Minister of Finance Enoch Godongwana has published a notice in the Government Gazette exempting former members of deregistered retirement funds from paying income tax on “bulking settlement payments”.
Bulking settlement payments relate to amounts that became due and payable by fund administrators to retirement funds before 1 January 2009 but were not paid because the funds had been deregistered.
The gazetting of the notice follows the publication of the draft notice for public comment on 6 March. The closing date for comments was 6 April.
In 2008, changes were made to paragraph 2C of the Second Schedule to the Income Tax Act to allow the Minister of Finance to prescribe, by notice in the Government Gazette, that bulking settlement payments by retirement funds will qualify for an income tax exemption. The minister published such a notice on 1 March 2009.
The changes made in 2008 to paragraph 2C of the Second Schedule applied only to former members of active/registered retirement funds.
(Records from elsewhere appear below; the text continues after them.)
pub mod json;
pub mod multipart;
pub mod pagination;
pub mod path;
pub mod query;
pub mod valid;

pub use json::Json;
pub use multipart::Multipart;
pub use pagination::{PAGE_SIZE, PaginationParams, page_count};
pub use path::Path;
pub use query::Query;
pub use valid::Valid;
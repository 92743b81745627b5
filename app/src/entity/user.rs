use chrono::{DateTime, Utc};
use sea_orm::entity::prelude::*;
use serde::{Deserialize, Serialize};

/// Exactly one role per account. Only an administrator can hand out anything but `Customer`.
#[derive(Debug, Clone, Copy, PartialEq, Eq, Hash, EnumIter, DeriveActiveEnum, Serialize, Deserialize)]
#[sea_orm(rs_type = "String", db_type = "String(StringLen::N(16))")]
#[serde(rename_all = "lowercase")]
pub enum Role {
    #[sea_orm(string_value = "customer")]
    Customer,
    #[sea_orm(string_value = "vendor")]
    Vendor,
    #[sea_orm(string_value = "admin")]
    Admin,
}

impl Role {
    pub fn as_str(&self) -> &'static str {
        match self {
            Role::Customer => "customer",
            Role::Vendor => "vendor",
            Role::Admin => "admin",
        }
    }

    pub fn parse(value: &str) -> Option<Role> {
        match value.trim().to_ascii_lowercase().as_str() {
            "customer" => Some(Role::Customer),
            "vendor" => Some(Role::Vendor),
            "admin" => Some(Role::Admin),
            _ => None,
        }
    }
}

#[derive(Clone, Debug, PartialEq, DeriveEntityModel)]
#[sea_orm(table_name = "users")]
pub struct Model {
    #[sea_orm(primary_key)]
    pub id: i32,
    pub name: String,
    /// Stored trimmed and lower-cased; lookups normalise the same way.
    #[sea_orm(unique)]
    pub email: String,
    pub password_hash: String,
    pub role: Role,
    pub created_at: DateTime<Utc>,
    pub updated_at: DateTime<Utc>,
}

#[derive(Copy, Clone, Debug, EnumIter, DeriveRelation)]
pub enum Relation {}

impl ActiveModelBehavior for ActiveModel {}

pub fn normalize_email(email: &str) -> String {
    email.trim().to_lowercase()
}
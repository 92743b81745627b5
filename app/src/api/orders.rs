use axum::{
    Router,
    extract::State,
    routing::{get, post, put},
};

use crate::{
    app::AppState,
    auth::Identity,
    common::{ApiResponse, ApiResult},
    params::{Json, Path, Valid},
    service::orders::{self, CreateOrderInput, OrderView},
};

pub fn routes() -> Router<AppState> {
    Router::new()
        .route("/", post(create_order))
        .route("/my/list", get(my_orders))
        .route("/{id}", get(get_order))
        .route("/{id}/pay", put(pay_order))
        .route("/{id}/deliver", put(deliver_order))
}

async fn create_order(
    State(state): State<AppState>,
    actor: Identity,
    Valid(Json(input)): Valid<Json<CreateOrderInput>>,
) -> ApiResult<ApiResponse<OrderView>> {
    let order = orders::create_order(&state.db, &state.sms, &actor, input).await?;

    Ok(ApiResponse::created("Order created", order))
}

async fn get_order(
    State(state): State<AppState>,
    actor: Identity,
    Path(id): Path<i32>,
) -> ApiResult<ApiResponse<OrderView>> {
    let order = orders::get_order(&state.db, &actor, id).await?;

    Ok(ApiResponse::ok("order", Some(order)))
}

async fn pay_order(
    State(state): State<AppState>,
    actor: Identity,
    Path(id): Path<i32>,
) -> ApiResult<ApiResponse<OrderView>> {
    let order = orders::pay_order(&state.db, &actor, id).await?;

    Ok(ApiResponse::ok("Order paid", Some(order)))
}

async fn my_orders(
    State(state): State<AppState>,
    actor: Identity,
) -> ApiResult<ApiResponse<Vec<OrderView>>> {
    let orders = orders::my_orders(&state.db, &actor).await?;

    Ok(ApiResponse::ok("orders", Some(orders)))
}

async fn deliver_order(
    State(state): State<AppState>,
    actor: Identity,
    Path(id): Path<i32>,
) -> ApiResult<ApiResponse<OrderView>> {
    let order = orders::deliver_order(&state.db, &actor, id).await?;

    Ok(ApiResponse::ok("Order delivered", Some(order)))
}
Some retirement funds had been deregistered when the changes were made in 2008 to paragraph 2C of the Second Schedule and when the minister issued the notice in 2009. As a result, fund administrators could not pay the bulking settlement payments to the retirement funds, to be distributed to their former members. These bulking settlement payments are still held by the administrators.
Consequently, a new paragraph 2D was inserted into the Second Schedule to provide for the tax-exempt treatment of bulking settlement payments to former members of deregistered funds.
The notice published on 3 May 2023 was issued in terms of paragraph 2D and therefore applies to former members of closed (deregistered) retirement funds. These former members will not pay income tax on bulking payments made by fund administrators provided the payments meet the following criteria:
- The bulking settlement payments relate to amounts that became due and payable by the administrator to the retirement funds before 1 January 2008;
- Such bulking payments have not been allocated because the funds have been deregistered; and
- The administrator has entered an agreement with the FSCA to make such bulking settlement payments directly to the former members of the deregistered funds.
National Treasury said, “this will be the last opportunity to rectify the error”, because the government does not wish to condone non-compliance. As such, it is proposed that once the bulking payments are finalised, the provisions relating to bulking payments in paragraphs 2C and 2D of the Second Schedule to the Income Tax Act should be repealed.